Appearing during the middle two hours, electrical engineer and author Jim Elvidge talked about a variety of science and physics concepts, such as the idea that we could be living in a type of programmed reality. "Everything that we interact with, everything that we see, could be generated by some kind of computational mechanism," similar to what was depicted in The Matrix, he said. Further, with the direction we are headed in with video games, virtual reality, and brain-computer interfaces, we'll be able to create a completely different reality that is indistinguishable from what we now consider as real. "Then the question is, if we're going to be creating millions of those in 20-30 years time, how do we know we're not already living in one?"
Citing the quantum eraser experiment, Elvidge raised the intriguing notion that the past can be changed, possibly allowing for time travel. With the programmed reality model, artifacts of the past can be replaced, and memories can erased or recreated, he suggested.

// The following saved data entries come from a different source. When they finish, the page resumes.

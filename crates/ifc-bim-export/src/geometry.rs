// This Source Code Form is subject to the terms of the Mozilla Public
// License, v. 2.0. If a copy of the MPL was not distributed with this
// file, You can obtain one at https://mozilla.org/MPL/2.0/.

//! Geometry encoder
//!
//! Profiles, extrusions, boundary representations and placements. All
//! solids are written in element-local, Z-up coordinates.

use crate::error::Result;
use crate::session::Encoder;
use ifc_bim_model::{AttributeValue as V, EntityId, IfcType, Point2};

impl Encoder {
    pub(crate) fn cartesian_point(&mut self, coords: &[f64]) -> Result<EntityId> {
        self.graph
            .add(IfcType::IfcCartesianPoint, vec![V::floats(coords.iter().copied())])
    }

    pub(crate) fn direction(&mut self, x: f64, y: f64, z: f64) -> Result<EntityId> {
        self.graph.add(IfcType::IfcDirection, vec![V::floats([x, y, z])])
    }

    /// 2D placement at `offset` with default axes
    fn placement_2d(&mut self, offset: Point2) -> Result<EntityId> {
        let location = self.cartesian_point(&[offset.x, offset.y])?;
        self.graph
            .add(IfcType::IfcAxis2Placement2D, vec![location.into(), V::Null])
    }

    /// 3D placement at `(x, y, z)` rotated about +Z by `rotation_z` radians
    pub(crate) fn axis_placement(
        &mut self,
        x: f64,
        y: f64,
        z: f64,
        rotation_z: f64,
    ) -> Result<EntityId> {
        let location = if x == 0.0 && y == 0.0 && z == 0.0 {
            self.shared.origin
        } else {
            self.cartesian_point(&[x, y, z])?
        };
        let ref_direction = if rotation_z == 0.0 {
            self.shared.axis_x
        } else {
            self.direction(rotation_z.cos(), rotation_z.sin(), 0.0)?
        };
        self.graph.add(
            IfcType::IfcAxis2Placement3D,
            vec![location.into(), self.shared.axis_z.into(), ref_direction.into()],
        )
    }

    /// Local placement relative to `parent`
    ///
    /// The frame's reference direction is `(cos θ, sin θ, 0)`.
    pub fn local_placement(
        &mut self,
        parent: Option<EntityId>,
        x: f64,
        y: f64,
        z: f64,
        rotation_z: f64,
    ) -> Result<EntityId> {
        let relative = self.axis_placement(x, y, z, rotation_z)?;
        self.graph
            .add(IfcType::IfcLocalPlacement, vec![parent.into(), relative.into()])
    }

    /// Rectangle of `width` along X and `depth` along Y, centred on `offset`
    pub fn rectangle_profile(
        &mut self,
        width: f64,
        depth: f64,
        offset: Point2,
    ) -> Result<EntityId> {
        let position = self.placement_2d(offset)?;
        self.graph.add(
            IfcType::IfcRectangleProfileDef,
            vec![
                V::enumeration("AREA"),
                V::Null,
                position.into(),
                width.into(),
                depth.into(),
            ],
        )
    }

    pub fn circle_profile(&mut self, radius: f64) -> Result<EntityId> {
        let position = self.placement_2d(Point2::default())?;
        self.graph.add(
            IfcType::IfcCircleProfileDef,
            vec![V::enumeration("AREA"), V::Null, position.into(), radius.into()],
        )
    }

    /// Closed polygon profile; the first point is repeated to close the ring
    pub fn arbitrary_profile(&mut self, points: &[Point2]) -> Result<EntityId> {
        let mut ring = Vec::with_capacity(points.len() + 1);
        for p in points {
            ring.push(self.cartesian_point(&[p.x, p.y])?);
        }
        if let Some(first) = ring.first().copied() {
            ring.push(first);
        }
        let polyline = self.graph.add(IfcType::IfcPolyline, vec![V::refs(ring)])?;
        self.graph.add(
            IfcType::IfcArbitraryClosedProfileDef,
            vec![V::enumeration("AREA"), V::Null, polyline.into()],
        )
    }

    /// Extrude `profile` along +Z from `(0, 0, z_offset)`
    pub fn extrude(&mut self, profile: EntityId, depth: f64, z_offset: f64) -> Result<EntityId> {
        let position = self.axis_placement(0.0, 0.0, z_offset, 0.0)?;
        self.extrude_at(profile, position, self.shared.axis_z, depth)
    }

    /// Extrude with an explicit solid position and direction
    pub(crate) fn extrude_at(
        &mut self,
        profile: EntityId,
        position: EntityId,
        direction: EntityId,
        depth: f64,
    ) -> Result<EntityId> {
        self.graph.add(
            IfcType::IfcExtrudedAreaSolid,
            vec![profile.into(), position.into(), direction.into(), depth.into()],
        )
    }

    /// Triangle soup as a faceted brep
    ///
    /// `vertices` are Y-up and converted to Z-up. Triangles referencing a
    /// vertex out of range are skipped.
    pub fn faceted_brep(&mut self, vertices: &[f32], indices: &[u32]) -> Result<EntityId> {
        let mut points = Vec::with_capacity(vertices.len() / 3);
        for v in vertices.chunks_exact(3) {
            let (x, y, z) = (v[0] as f64, v[2] as f64, v[1] as f64);
            points.push(self.cartesian_point(&[x, y, z])?);
        }

        let mut faces = Vec::with_capacity(indices.len() / 3);
        for tri in indices.chunks_exact(3) {
            let corners: Option<Vec<EntityId>> =
                tri.iter().map(|&i| points.get(i as usize).copied()).collect();
            let Some(corners) = corners else {
                continue;
            };
            let poly_loop = self.graph.add(IfcType::IfcPolyLoop, vec![V::refs(corners)])?;
            let bound = self
                .graph
                .add(IfcType::IfcFaceOuterBound, vec![poly_loop.into(), V::Bool(true)])?;
            faces.push(self.graph.add(IfcType::IfcFace, vec![V::refs([bound])])?);
        }

        let shell = self.graph.add(IfcType::IfcClosedShell, vec![V::refs(faces)])?;
        self.graph.add(IfcType::IfcFacetedBrep, vec![shell.into()])
    }

    /// Shape representation in the body context holding every solid
    pub fn shape_representation(
        &mut self,
        solids: &[EntityId],
        identifier: &str,
        kind: &str,
    ) -> Result<EntityId> {
        self.graph.add(
            IfcType::IfcShapeRepresentation,
            vec![
                self.shared.body_context.into(),
                identifier.into(),
                kind.into(),
                V::refs(solids.iter().copied()),
            ],
        )
    }

    /// Body representation wrapped in a product definition shape
    pub(crate) fn product_shape(&mut self, solids: &[EntityId], kind: &str) -> Result<EntityId> {
        let representation = self.shape_representation(solids, "Body", kind)?;
        self.graph.add(
            IfcType::IfcProductDefinitionShape,
            vec![V::Null, V::Null, V::refs([representation])],
        )
    }
}

#[cfg(test)]
mod tests {
    use crate::session::Encoder;
    use approx::assert_relative_eq;
    use ifc_bim_model::{EntityResolver, IfcType, Point2};

    fn encoder() -> Encoder {
        let mut encoder = Encoder::default();
        encoder.write_context().unwrap();
        encoder
    }

    #[test]
    fn test_arbitrary_profile_closes_ring() {
        let mut encoder = encoder();
        let square = [
            Point2::new(0.0, 0.0),
            Point2::new(1.0, 0.0),
            Point2::new(1.0, 1.0),
            Point2::new(0.0, 1.0),
        ];
        let profile = encoder.arbitrary_profile(&square).unwrap();

        let graph = encoder.graph();
        let polyline = graph.get(graph.get(profile).unwrap().get_ref(2).unwrap()).unwrap();
        let points = polyline.get_refs(0);
        assert_eq!(points.len(), 5);
        assert_eq!(points.first(), points.last());
    }

    #[test]
    fn test_local_placement_reference_direction() {
        let mut encoder = encoder();
        let angle = 30f64.to_radians();
        let placement = encoder.local_placement(None, 1.0, 2.0, 0.0, angle).unwrap();

        let graph = encoder.graph();
        let local = graph.get(placement).unwrap();
        assert!(local.get(0).unwrap().is_null());
        let axis = graph.get(local.get_ref(1).unwrap()).unwrap();
        let ref_dir = graph.get(axis.get_ref(2).unwrap()).unwrap();
        let ratios: Vec<f64> = ref_dir
            .get_list(0)
            .unwrap()
            .iter()
            .filter_map(|v| v.as_float())
            .collect();
        assert_relative_eq!(ratios[0], angle.cos());
        assert_relative_eq!(ratios[1], angle.sin());
        assert_relative_eq!(ratios[2], 0.0);
    }

    #[test]
    fn test_faceted_brep_swaps_axes_and_skips_bad_triangles() {
        let mut encoder = encoder();
        let vertices = [0.0, 0.0, 0.0, 1.0, 0.0, 0.0, 0.0, 2.0, 3.0];
        encoder.faceted_brep(&vertices, &[0, 1, 2, 0, 1, 7]).unwrap();

        let graph = encoder.graph();
        assert_eq!(graph.count_by_type(&IfcType::IfcFace), 1);

        // Y-up (0, 2, 3) becomes Z-up (0, 3, 2)
        let swapped = graph
            .entities_by_type(&IfcType::IfcCartesianPoint)
            .into_iter()
            .filter_map(|p| {
                let coords: Vec<f64> = p.get_list(0)?.iter().filter_map(|v| v.as_float()).collect();
                (coords.len() == 3).then_some(coords)
            })
            .any(|c| c == [0.0, 3.0, 2.0]);
        assert!(swapped);
    }

    #[test]
    fn test_extrude_along_z_with_offset() {
        let mut encoder = encoder();
        let profile = encoder.circle_profile(0.2).unwrap();
        let solid = encoder.extrude(profile, 3.0, -0.5).unwrap();

        let graph = encoder.graph();
        let solid = graph.get(solid).unwrap();
        assert_eq!(solid.get_float(3), Some(3.0));
        let position = graph.get(solid.get_ref(1).unwrap()).unwrap();
        let location = graph.get(position.get_ref(0).unwrap()).unwrap();
        assert_eq!(location.get_list(0).unwrap()[2].as_float(), Some(-0.5));
    }
}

Elvidge recently published an article (Could Gliesians be Watching Baywatch?) that places doubt on the idea that SETI can make extraterrestrial contact by detecting radio transmissions. How likely is it that an ET civilization would be using radio waves, he pondered, for even if such communications were developed by an alien world, they probably would only be used for a limited number of years before being replaced by a more advanced technology.
The last hour of the show featured Open Lines.
First hour guest, author Jerome Corsi reacted to WikiLeaks' recent release of secret US embassy cables which contained thousands of confidential documents. "I don't think the government hiding documents is in the public interest, and people have a right to know the truth. Groups like WikiLeaks are serving a major and international purpose," he commented.